I am importing data using numpy.genfromtxt
, and I would like to add a field of values derived from some of those within the dataset. As this is a structured array, it seems like the most simple, efficient way of adding a new column to the array is by using numpy.lib.recfunctions.append_fields()
. I found a good description of this library HERE.
Is there a way of doing this without copying the array, perhaps by forcing genfromtxt
to create an empty column to which I can append derived values?

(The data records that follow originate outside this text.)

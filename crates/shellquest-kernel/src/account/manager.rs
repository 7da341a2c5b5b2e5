use std::sync::Arc;

use chrono::{DateTime, Utc};
use tracing::{info, warn};

use super::{Account, AccountError, ProfileService, validate_username};
use crate::progression::ProgressionState;
use crate::store::{STATE_KEY, SaveStore, StoreError};
use crate::sync::{SaveRecord, SaveReconciler, SaveSource};

/// Runs `signup`, `login`, `logout`, `whoami` and `sync` against the live
/// progression state.
///
/// Without a profile service every account is local: a named snapshot in
/// the account cache. With one, accounts are cloud profiles whose saves go
/// through the [`SaveReconciler`].
#[derive(Clone)]
pub struct AccountManager {
    profiles: Option<Arc<dyn ProfileService>>,
    reconciler: SaveReconciler,
    store: SaveStore,
}

impl std::fmt::Debug for AccountManager {
    fn fmt(&self, f: &mut std::fmt::Formatter<'_>) -> std::fmt::Result {
        f.debug_struct("AccountManager")
            .field("cloud", &self.profiles.is_some())
            .field("reconciler", &self.reconciler)
            .finish_non_exhaustive()
    }
}

fn record_of(state: &ProgressionState) -> Result<SaveRecord, AccountError> {
    state.to_record().map_err(|source| {
        AccountError::Storage(StoreError::ParseFailure {
            key: STATE_KEY.to_string(),
            source,
        })
    })
}

fn pending_line(e: &AccountError) -> String {
    format!("Cloud sync pending: {e}. Progress is kept locally and will sync later.")
}

impl AccountManager {
    pub fn new(
        store: SaveStore,
        reconciler: SaveReconciler,
        profiles: Option<Arc<dyn ProfileService>>,
    ) -> Self {
        Self {
            profiles,
            reconciler,
            store,
        }
    }

    /// An account manager with no remote: local accounts only.
    pub fn local(store: SaveStore) -> Self {
        let reconciler = SaveReconciler::new(store.clone(), None);
        Self::new(store, reconciler, None)
    }

    pub fn is_cloud(&self) -> bool {
        self.profiles.is_some()
    }

    pub fn reconciler(&self) -> &SaveReconciler {
        &self.reconciler
    }

    /// Snapshot the signed-in account (if any) into the account cache.
    fn stash(&self, state: &ProgressionState) -> Result<(), AccountError> {
        if let Some(account) = &state.account {
            self.store.cache_account(&account.cache_key(), state)?;
        }
        Ok(())
    }

    /// Start a new account. A guest's progress carries over; a signed-in
    /// player is stashed and the new account starts fresh.
    pub async fn signup(
        &self,
        raw: &str,
        state: &mut ProgressionState,
        now: DateTime<Utc>,
    ) -> Result<Vec<String>, AccountError> {
        let username = validate_username(raw)?;

        let account = match &self.profiles {
            None => {
                let account = Account::Local {
                    username: username.clone(),
                };
                if self.store.cached_account(&account.cache_key())?.is_some() {
                    return Err(AccountError::UsernameTaken(username));
                }
                account
            }
            Some(profiles) => {
                let profile = profiles.create_profile(&username).await?;
                Account::Cloud {
                    username: profile.username,
                    profile_id: profile.id,
                }
            }
        };

        if state.account.is_some() {
            self.stash(state)?;
            *state = ProgressionState::fresh(now);
        }
        state.account = Some(account.clone());
        state.touch(now);
        self.store.cache_account(&account.cache_key(), state)?;
        info!(account = %account, "account created");

        let mut lines = Vec::new();
        match &account {
            Account::Local { username } => lines.push(format!(
                "Local profile created for {username}. Progress is saved on this device."
            )),
            Account::Cloud {
                username,
                profile_id,
            } => {
                lines.push(format!("Cloud profile created for {username}."));
                match self.reconciler.push(profile_id, &record_of(state)?).await {
                    Ok(()) => lines.push("Progress synced.".to_string()),
                    Err(e) => lines.push(pending_line(&AccountError::from(e))),
                }
            }
        }
        Ok(lines)
    }

    /// Switch to an existing account, stashing the current one first.
    pub async fn login(
        &self,
        raw: &str,
        state: &mut ProgressionState,
        now: DateTime<Utc>,
    ) -> Result<Vec<String>, AccountError> {
        let username = validate_username(raw)?;
        if state
            .account
            .as_ref()
            .is_some_and(|a| a.username() == username)
        {
            return Ok(vec![format!("Already signed in as {username}.")]);
        }

        let Some(profiles) = &self.profiles else {
            let account = Account::Local {
                username: username.clone(),
            };
            let Some(cached) = self.store.cached_account(&account.cache_key())? else {
                return Err(AccountError::ProfileNotFound(username));
            };
            self.stash(state)?;
            *state = cached;
            state.account = Some(account.clone());
            info!(account = %account, "signed in");
            return Ok(vec![format!("Signed in as {username} (local).")]);
        };

        let profile = profiles
            .fetch_profile(&username)
            .await?
            .ok_or_else(|| AccountError::ProfileNotFound(username.clone()))?;
        let account = Account::Cloud {
            username: profile.username,
            profile_id: profile.id,
        };

        let was_guest = state.account.is_none();
        self.stash(state)?;
        match self.store.cached_account(&account.cache_key())? {
            Some(cached) => *state = cached,
            None if was_guest => {}
            None => *state = ProgressionState::fresh(now),
        }
        state.account = Some(account.clone());

        let mut lines = vec![format!("Signed in as {} (cloud).", account.username())];
        let profile_id = account.profile_id().unwrap_or_default();
        match self
            .reconciler
            .pull_and_reconcile(profile_id, Some(record_of(state)?))
            .await
        {
            Ok(Some(merged)) if merged.source == SaveSource::Remote => {
                *state = ProgressionState::from_record(&merged.record).map_err(|source| {
                    StoreError::ParseFailure {
                        key: STATE_KEY.to_string(),
                        source,
                    }
                })?;
                state.account = Some(account.clone());
                lines.push("Loaded newer progress from the cloud.".to_string());
            }
            Ok(_) => lines.push("Progress synced.".to_string()),
            Err(e) => lines.push(pending_line(&AccountError::from(e))),
        }
        self.store.cache_account(&account.cache_key(), state)?;
        info!(account = %account, "signed in");
        Ok(lines)
    }

    /// Stash the current account and continue as a fresh guest.
    pub fn logout(
        &self,
        state: &mut ProgressionState,
        now: DateTime<Utc>,
    ) -> Result<Vec<String>, AccountError> {
        let Some(account) = state.account.clone() else {
            return Err(AccountError::NotSignedIn);
        };
        self.stash(state)?;
        *state = ProgressionState::fresh(now);
        info!(account = %account, "signed out");
        Ok(vec![format!(
            "Signed out of {}. Playing as guest.",
            account.username()
        )])
    }

    pub fn whoami(&self, state: &ProgressionState) -> String {
        match &state.account {
            Some(account) => account.to_string(),
            None => "guest (not signed in)".to_string(),
        }
    }

    /// Push the current save for a cloud account.
    pub async fn sync(&self, state: &ProgressionState) -> Result<Vec<String>, AccountError> {
        match &state.account {
            None => Err(AccountError::NotSignedIn),
            Some(Account::Local { .. }) => Ok(vec!["Local profile; nothing to sync.".to_string()]),
            Some(Account::Cloud { profile_id, .. }) => {
                if !self.reconciler.is_configured() {
                    return Err(AccountError::SyncUnavailable);
                }
                match self.reconciler.push(profile_id, &record_of(state)?).await {
                    Ok(()) => Ok(vec!["All changes synced".to_string()]),
                    Err(e) => {
                        warn!(error = %e, "manual sync failed");
                        Ok(vec![pending_line(&AccountError::from(e))])
                    }
                }
            }
        }
    }
}

#[cfg(test)]
mod tests {
    use super::*;
    use crate::store::MemoryStore;
    use crate::sync::{SaveSync, StoreRemote};
    use chrono::TimeZone;

    fn at(secs: i64) -> DateTime<Utc> {
        Utc.timestamp_opt(secs, 0).single().unwrap()
    }

    fn cloud() -> (AccountManager, Arc<StoreRemote>, SaveStore) {
        let remote = Arc::new(StoreRemote::new(Arc::new(MemoryStore::new())));
        let store = SaveStore::in_memory();
        let reconciler = SaveReconciler::new(store.clone(), Some(remote.clone()));
        (
            AccountManager::new(store.clone(), reconciler, Some(remote.clone())),
            remote,
            store,
        )
    }

    #[tokio::test]
    async fn test_local_signup_adopts_guest_progress() {
        let accounts = AccountManager::local(SaveStore::in_memory());
        let mut state = ProgressionState::fresh(at(0));
        state.player.coins = 12;

        let lines = accounts.signup("Hero_One", &mut state, at(5)).await.unwrap();
        assert!(lines[0].starts_with("Local profile created for hero_one"));
        assert_eq!(state.player.coins, 12);
        assert_eq!(accounts.whoami(&state), "hero_one (local)");
    }

    #[tokio::test]
    async fn test_local_signup_rejects_duplicate_and_invalid() {
        let accounts = AccountManager::local(SaveStore::in_memory());
        let mut state = ProgressionState::fresh(at(0));
        accounts.signup("hero", &mut state, at(1)).await.unwrap();
        accounts.logout(&mut state, at(2)).unwrap();

        assert!(matches!(
            accounts.signup("hero", &mut state, at(3)).await,
            Err(AccountError::UsernameTaken(_))
        ));
        assert!(matches!(
            accounts.signup("9lives", &mut state, at(3)).await,
            Err(AccountError::InvalidUsername)
        ));
    }

    #[tokio::test]
    async fn test_logout_then_login_restores_snapshot() {
        let accounts = AccountManager::local(SaveStore::in_memory());
        let mut state = ProgressionState::fresh(at(0));
        accounts.signup("hero", &mut state, at(1)).await.unwrap();
        state.player.coins = 40;

        accounts.logout(&mut state, at(2)).unwrap();
        assert!(state.account.is_none());
        assert_eq!(state.player.coins, 0);
        assert_eq!(accounts.whoami(&state), "guest (not signed in)");

        accounts.login("hero", &mut state, at(3)).await.unwrap();
        assert_eq!(state.player.coins, 40);
        assert!(matches!(
            accounts.login("stranger", &mut state, at(4)).await,
            Err(AccountError::ProfileNotFound(_))
        ));
    }

    #[tokio::test]
    async fn test_guest_cannot_logout_or_sync() {
        let accounts = AccountManager::local(SaveStore::in_memory());
        let mut state = ProgressionState::fresh(at(0));
        assert!(matches!(
            accounts.logout(&mut state, at(1)),
            Err(AccountError::NotSignedIn)
        ));
        assert!(matches!(
            accounts.sync(&state).await,
            Err(AccountError::NotSignedIn)
        ));
    }

    #[tokio::test]
    async fn test_cloud_signup_pushes_progress() {
        let (accounts, remote, _) = cloud();
        let mut state = ProgressionState::fresh(at(0));
        state.player.coins = 9;

        let lines = accounts.signup("hero", &mut state, at(1)).await.unwrap();
        assert_eq!(lines, vec!["Cloud profile created for hero.", "Progress synced."]);

        let id = state.account.as_ref().and_then(Account::profile_id).unwrap().to_string();
        let pushed = remote.fetch(&id).await.unwrap().unwrap();
        assert_eq!(pushed.payload["player"]["coins"], 9);
        assert_eq!(accounts.sync(&state).await.unwrap(), vec!["All changes synced"]);
    }

    #[tokio::test]
    async fn test_cloud_signup_offline_is_soft_failure() {
        let (accounts, remote, _) = cloud();
        let mut state = ProgressionState::fresh(at(0));
        accounts.signup("hero", &mut state, at(1)).await.unwrap();

        remote.set_online(false);
        let lines = accounts.sync(&state).await.unwrap();
        assert!(lines[0].starts_with("Cloud sync pending"));
        assert!(accounts.reconciler().has_pending());
    }

    #[tokio::test]
    async fn test_cloud_login_loads_newer_remote_save() {
        let (accounts, remote, _) = cloud();
        let mut device_a = ProgressionState::fresh(at(0));
        accounts.signup("hero", &mut device_a, at(1)).await.unwrap();
        let id = device_a.account.as_ref().and_then(Account::profile_id).unwrap().to_string();

        device_a.player.coins = 77;
        device_a.touch(at(100));
        remote.upsert(&id, &device_a.to_record().unwrap()).await.unwrap();

        // a second device with its own local storage
        let store_b = SaveStore::in_memory();
        let accounts_b = AccountManager::new(
            store_b.clone(),
            SaveReconciler::new(store_b, Some(remote.clone())),
            Some(remote.clone()),
        );
        let mut device_b = ProgressionState::fresh(at(50));
        let lines = accounts_b.login("hero", &mut device_b, at(60)).await.unwrap();
        assert_eq!(lines[1], "Loaded newer progress from the cloud.");
        assert_eq!(device_b.player.coins, 77);
        assert_eq!(accounts_b.whoami(&device_b), "hero (cloud)");
    }

    #[tokio::test]
    async fn test_cloud_login_unknown_profile() {
        let (accounts, _, _) = cloud();
        let mut state = ProgressionState::fresh(at(0));
        assert!(matches!(
            accounts.login("ghost", &mut state, at(1)).await,
            Err(AccountError::ProfileNotFound(name)) if name == "ghost"
        ));
    }
}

Here's a simple example using a generator to add a field to a data file using genfromtxt
Our example data file will be data.txt with the contents:
1,11,1.1
2,22,2.2
3,33,3.3
So
In [19]: np.genfromtxt('data.txt',delimiter=',')
Out[19]:
array([[ 1. , 11. , 1.1],
[ 2. , 22. , 2.2],
[ 3. , 33. , 3.3]])
If we make a generator such as:
def genfield():
for line in open('data.txt'):
yield '0,' + line
which prepends a comma-delimited 0 to each line of the file, then:
In [22]: np.genfromtxt(genfield(),delimiter=',')
Out[22]:
array([[ 0. , 1. , 11. , 1.1],
[ 0. , 2. , 22. , 2.2],
[ 0. , 3. , 33. , 3.3]])
You can do the same thing with comprehensions as follows:
In [26]: np.genfromtxt(('0,'+line for line in open('data.txt')),delimiter=',')
Out[26]:
array([[ 0. , 1. , 11. , 1.1],
[ 0. , 2. , 22. , 2.2],
[ 0. , 3. , 33. , 3.3]])